Continuous Deployment with VSTS/TFS and App Service Environment (ASE)

My colleague Harshal Dharia and I have been exploring workflows for CI/CD using VSTS or TFS when using Azure App Service Environment (ASE). In this blog post, I provide some templates to illustrate this workflow.

The Azure App Service Environment (ASE) allows you to deploy Azure Web Apps into a private environment for enhanced security and access control. One challenge with this configuration is how to orchestrate Continuous Integration and Continuous Deployment (CI/CD) with Visual Studio Team Services (VSTS) or Team Foundation Server (TFS) into such environments. If you are unfamiliar with VSTS and CI/CD pipelines to Azure Web Apps, please see the VSTS Documentation and Tutorials for more details.

It is possible to let the Web Applications pull the application in from DropBox, etc., but that makes it a little less elegant to use VSTS/TFS for CI/CD. The solution to this problem is to deploy a VSTS/TFS build agent into the Virtual Network where the ASE is deployed and let that agent do the deployment. The VSTS/TFS agent does not need to be accessible from the internet. If you are using VSTS, the agent needs only outbound access to connect to VSTS. If you are using TFS deployed in a Virtual Network as described in a couple of my previous blog posts here (simple deployment)  and here (high-availability deployment), the agent can be completely isolated.

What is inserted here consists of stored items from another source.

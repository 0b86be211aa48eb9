//! Device registry.
//!
//! The engine never owns device metadata. It consults a [`DeviceRegistry`]
//! to resolve names, find responders for group broadcasts and keep the
//! last-known level of each device (the state mirror).
//!
//! [`MemoryRegistry`] is a small in-memory implementation loaded from JSON:
//!
//! ```json
//! [
//!   { "name": "Kitchen Pots", "short_name": "pots", "address": "42.22.B8",
//!     "type": "dimmer", "level": 0, "responds_to": ["12.5F.5E:2"] }
//! ]
//! ```

use std::path::Path;
use std::sync::RwLock;

use serde::{Deserialize, Serialize};

use crate::address::{Address, DeviceRef};
use crate::error::{InsteonError, Result};

/// Kind of device, as far as the engine cares.
#[derive(Debug, Clone, Copy, PartialEq, Eq, Hash, Serialize, Deserialize)]
#[serde(rename_all = "snake_case")]
pub enum DeviceType {
    Dimmer,
    Switch,
    /// The gateway itself.
    Plm,
    /// Relay-only I/O module. Its state cannot be queried after a broadcast.
    GarageIo,
    Keypad,
    #[serde(other)]
    Other,
}

impl DeviceType {
    /// Whether the device reports a level that is worth refreshing.
    pub fn is_dimmable(self) -> bool {
        matches!(self, DeviceType::Dimmer | DeviceType::Switch)
    }

    /// Whether group broadcasts set the mirror directly instead of querying.
    pub fn is_relay_only(self) -> bool {
        matches!(self, DeviceType::GarageIo)
    }
}

/// Lookup and state-mirror contract the engine consumes.
///
/// Indices are dense, `0..len()`.
pub trait DeviceRegistry: Send + Sync + 'static {
    /// Resolve a device name or short name.
    fn address_for_name(&self, name: &str) -> Option<Address>;

    fn index_for_address(&self, address: Address) -> Option<usize>;

    fn address_for_index(&self, index: usize) -> Option<Address>;

    fn type_for_index(&self, index: usize) -> Option<DeviceType>;

    /// Last-known direct level (0..=255).
    fn level_for_index(&self, index: usize) -> Option<u8>;

    fn set_level_for_index(&self, index: usize, level: u8);

    /// Indices of devices that respond to `button` on `address`.
    ///
    /// A device always responds to its own button 1.
    fn responders_for(&self, address: Address, button: u8) -> Vec<usize>;

    fn len(&self) -> usize;

    fn is_empty(&self) -> bool {
        self.len() == 0
    }

    /// Mirror level by address.
    fn level_for_address(&self, address: Address) -> Option<u8> {
        self.index_for_address(address)
            .and_then(|i| self.level_for_index(i))
    }

    /// Update the mirror by address. Returns false for unknown devices.
    fn set_level_for_address(&self, address: Address, level: u8) -> bool {
        match self.index_for_address(address) {
            Some(index) => {
                self.set_level_for_index(index, level);
                true
            }
            None => false,
        }
    }
}

/// One device entry.
#[derive(Debug, Clone, PartialEq, Serialize, Deserialize)]
pub struct DeviceRecord {
    pub name: String,
    #[serde(default, skip_serializing_if = "Option::is_none")]
    pub short_name: Option<String>,
    pub address: Address,
    #[serde(rename = "type")]
    pub device_type: DeviceType,
    #[serde(default)]
    pub level: u8,
    /// `address:button` pairs this device responds to.
    #[serde(default, skip_serializing_if = "Vec::is_empty", with = "device_refs")]
    pub responds_to: Vec<DeviceRef>,
}

impl DeviceRecord {
    pub fn new(name: impl Into<String>, address: Address, device_type: DeviceType) -> Self {
        Self {
            name: name.into(),
            short_name: None,
            address,
            device_type,
            level: 0,
            responds_to: Vec::new(),
        }
    }

    fn matches_name(&self, name: &str) -> bool {
        self.name.eq_ignore_ascii_case(name)
            || self
                .short_name
                .as_deref()
                .map(|s| s.eq_ignore_ascii_case(name))
                .unwrap_or(false)
    }
}

mod device_refs {
    use serde::{Deserialize, Deserializer, Serializer};

    use crate::address::DeviceRef;

    pub fn serialize<S: Serializer>(refs: &[DeviceRef], s: S) -> Result<S::Ok, S::Error> {
        s.collect_seq(refs.iter().map(|r| r.to_string()))
    }

    pub fn deserialize<'de, D: Deserializer<'de>>(d: D) -> Result<Vec<DeviceRef>, D::Error> {
        let raw = Vec::<String>::deserialize(d)?;
        raw.iter()
            .map(|s| s.parse().map_err(serde::de::Error::custom))
            .collect()
    }
}

/// In-memory registry guarded by a read-write lock.
#[derive(Debug, Default)]
pub struct MemoryRegistry {
    devices: RwLock<Vec<DeviceRecord>>,
}

impl MemoryRegistry {
    pub fn new(devices: Vec<DeviceRecord>) -> Self {
        Self {
            devices: RwLock::new(devices),
        }
    }

    /// Parse a JSON array of device records.
    pub fn from_json(json: &str) -> Result<Self> {
        let devices: Vec<DeviceRecord> = serde_json::from_str(json)?;
        Ok(Self::new(devices))
    }

    /// Load a JSON device file.
    pub fn load(path: impl AsRef<Path>) -> Result<Self> {
        let path = path.as_ref();
        let text = std::fs::read_to_string(path).map_err(|e| {
            InsteonError::Config(format!("Cannot read device file {}: {}", path.display(), e))
        })?;
        Self::from_json(&text)
    }

    /// Write the current records (levels included) as JSON.
    pub fn save(&self, path: impl AsRef<Path>) -> Result<()> {
        let json = serde_json::to_string_pretty(&self.snapshot())?;
        std::fs::write(path, json)?;
        Ok(())
    }

    /// A copy of all records.
    pub fn snapshot(&self) -> Vec<DeviceRecord> {
        self.devices.read().map(|d| d.clone()).unwrap_or_default()
    }

    /// Make `responder` respond to `controller:button`.
    pub fn add_responder(&self, responder: Address, controller: Address, button: u8) -> Result<()> {
        let mut devices = self
            .devices
            .write()
            .map_err(|_| InsteonError::Config("device registry lock poisoned".into()))?;
        let record = devices
            .iter_mut()
            .find(|d| d.address == responder)
            .ok_or_else(|| InsteonError::InvalidAddress(responder.to_string()))?;
        let link = DeviceRef::new(controller, Some(button));
        if !record.responds_to.contains(&link) {
            record.responds_to.push(link);
        }
        Ok(())
    }

    /// Display name by index.
    pub fn name_for_index(&self, index: usize) -> Option<String> {
        self.read(|d| d.get(index).map(|r| r.name.clone()))
    }

    fn read<R>(&self, f: impl FnOnce(&[DeviceRecord]) -> Option<R>) -> Option<R> {
        self.devices.read().ok().and_then(|d| f(&d))
    }
}

impl DeviceRegistry for MemoryRegistry {
    fn address_for_name(&self, name: &str) -> Option<Address> {
        let name = name.trim();
        self.read(|d| d.iter().find(|r| r.matches_name(name)).map(|r| r.address))
    }

    fn index_for_address(&self, address: Address) -> Option<usize> {
        self.read(|d| d.iter().position(|r| r.address == address))
    }

    fn address_for_index(&self, index: usize) -> Option<Address> {
        self.read(|d| d.get(index).map(|r| r.address))
    }

    fn type_for_index(&self, index: usize) -> Option<DeviceType> {
        self.read(|d| d.get(index).map(|r| r.device_type))
    }

    fn level_for_index(&self, index: usize) -> Option<u8> {
        self.read(|d| d.get(index).map(|r| r.level))
    }

    fn set_level_for_index(&self, index: usize, level: u8) {
        if let Ok(mut devices) = self.devices.write() {
            if let Some(record) = devices.get_mut(index) {
                record.level = level;
            }
        }
    }

    fn responders_for(&self, address: Address, button: u8) -> Vec<usize> {
        let devices = match self.devices.read() {
            Ok(d) => d,
            Err(_) => return Vec::new(),
        };
        let mut out: Vec<usize> = devices
            .iter()
            .enumerate()
            .filter(|(_, r)| {
                r.responds_to
                    .iter()
                    .any(|link| link.address == address && link.button == Some(button))
            })
            .map(|(i, _)| i)
            .collect();
        if button == 1 {
            if let Some(own) = devices.iter().position(|r| r.address == address) {
                if !out.contains(&own) {
                    out.push(own);
                }
            }
        }
        out
    }

    fn len(&self) -> usize {
        self.devices.read().map(|d| d.len()).unwrap_or(0)
    }
}
//! Decoded unsolicited messages.

use crate::address::Address;
use crate::protocol::{flags, Frame};

/// The decoded content of an unsolicited frame.
#[derive(Debug, Clone, Copy, PartialEq, Eq)]
pub enum EventMessage {
    /// A standard or extended Insteon message.
    Insteon {
        from: Address,
        to: Address,
        /// Target byte 3; the group/button number for group broadcasts.
        button: u8,
        flags: u8,
        cmd1: u8,
        cmd2: u8,
    },
    /// An X10 message, kept raw.
    X10 { raw: u8, flag: u8 },
    /// Anything else the router handed over.
    Other,
}

/// An unsolicited message, decoded alongside its frame.
#[derive(Debug, Clone)]
pub struct DeviceEvent {
    pub frame: Frame,
    pub message: EventMessage,
}

impl DeviceEvent {
    /// Decode a frame.
    pub fn decode(frame: Frame) -> Self {
        let message = if frame.is_x10_received() {
            EventMessage::X10 {
                raw: frame.get(2).unwrap_or(0),
                flag: frame.get(3).unwrap_or(0),
            }
        } else if frame.is_insteon_received() {
            match (
                frame.from_address(),
                frame.to_address(),
                frame.message_flags(),
                frame.cmd1(),
                frame.cmd2(),
            ) {
                (Some(from), Some(to), Some(flags), Some(cmd1), Some(cmd2)) => {
                    EventMessage::Insteon {
                        from,
                        to,
                        button: to.low(),
                        flags,
                        cmd1,
                        cmd2,
                    }
                }
                _ => EventMessage::Other,
            }
        } else {
            EventMessage::Other
        };
        Self { frame, message }
    }

    /// Source address of an Insteon message.
    pub fn from(&self) -> Option<Address> {
        match self.message {
            EventMessage::Insteon { from, .. } => Some(from),
            _ => None,
        }
    }

    pub fn cmd1(&self) -> Option<u8> {
        match self.message {
            EventMessage::Insteon { cmd1, .. } => Some(cmd1),
            _ => None,
        }
    }

    pub fn cmd2(&self) -> Option<u8> {
        match self.message {
            EventMessage::Insteon { cmd2, .. } => Some(cmd2),
            _ => None,
        }
    }

    pub fn button(&self) -> Option<u8> {
        match self.message {
            EventMessage::Insteon { button, .. } => Some(button),
            _ => None,
        }
    }

    pub fn flags(&self) -> Option<u8> {
        match self.message {
            EventMessage::Insteon { flags, .. } => Some(flags),
            _ => None,
        }
    }

    /// Whether the flags' top nibble marks a group broadcast.
    pub fn is_group_broadcast(&self) -> bool {
        self.flags()
            .map(|f| flags::category(f) == flags::GROUP_BROADCAST)
            .unwrap_or(false)
    }
}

The proposed configuration looks like this:

When configuring the agent, it needs to know the DNS configuration of the Web App it is to deploy to. Since the private resources in the Virtual Network don't have entries in Azure DNS, you need to add the information to the hosts file on the agent machine. I have made a template for deploying the agent into the Virtual Network. The agent is configured with this Powershell DSC script; feel free to grab it and modify for your scenario. The template requires URL information for the VSTS/TFS instance and you need to have an Agent Pool and PA Token ready to allow the agent to join. Note, this template is only for deploying the agent, it assumes you have an ASE set up already.

I have also created an ASE DevOps template that deploys the complete scenario (including ASE and JumpBox) illustrated above. This template will take a while (on the order of one hour) to deploy, since deploying an ASE takes some time. The template requires a number of parameters (including a string blob for the SSL certificate). The repository includes a convenience script that will help you assemble the necessary components. It will also generate a self-signed certificate for your domain if you do not provide one. To use the script, issues a command like:

.\scripts\PrepareAseDeployment.ps1 -DomainName `
-TSServerUrl "https://<VSTSPROJECT>" -AdminUsername EnterpriseAdmin`
-AgentPool <NAME OF POOL> -PAToken <PA Token for VSTS/TFS> `
-OutFile C:\temp\myase-devops.parameters.json

When the deployment is complete, you should be able to log into your VSTS or TFS instance and see that the build agent is registered in the agent pool:

You can then configure a Deployment Configuration that uses the associated agent pool:

If you have used a self-signed certificate for the ASE configuration, you will need to set the option "-allowUntrusted" for MSDeploy:

If you have deployed your ASE with appropriate certificated from a certificate authority, this should not be necessary.

And that is it. Let me know if you have questions/comments/suggestions or you run into problems deploying.

Comments (2)

  1. Alex Beloff says:

    Where is this -allowUntrusted in the latest “Deploy Azure App Service” should be set?

    1. First check “Publish using Web Deploy” and the box will show up, just like the screenshot.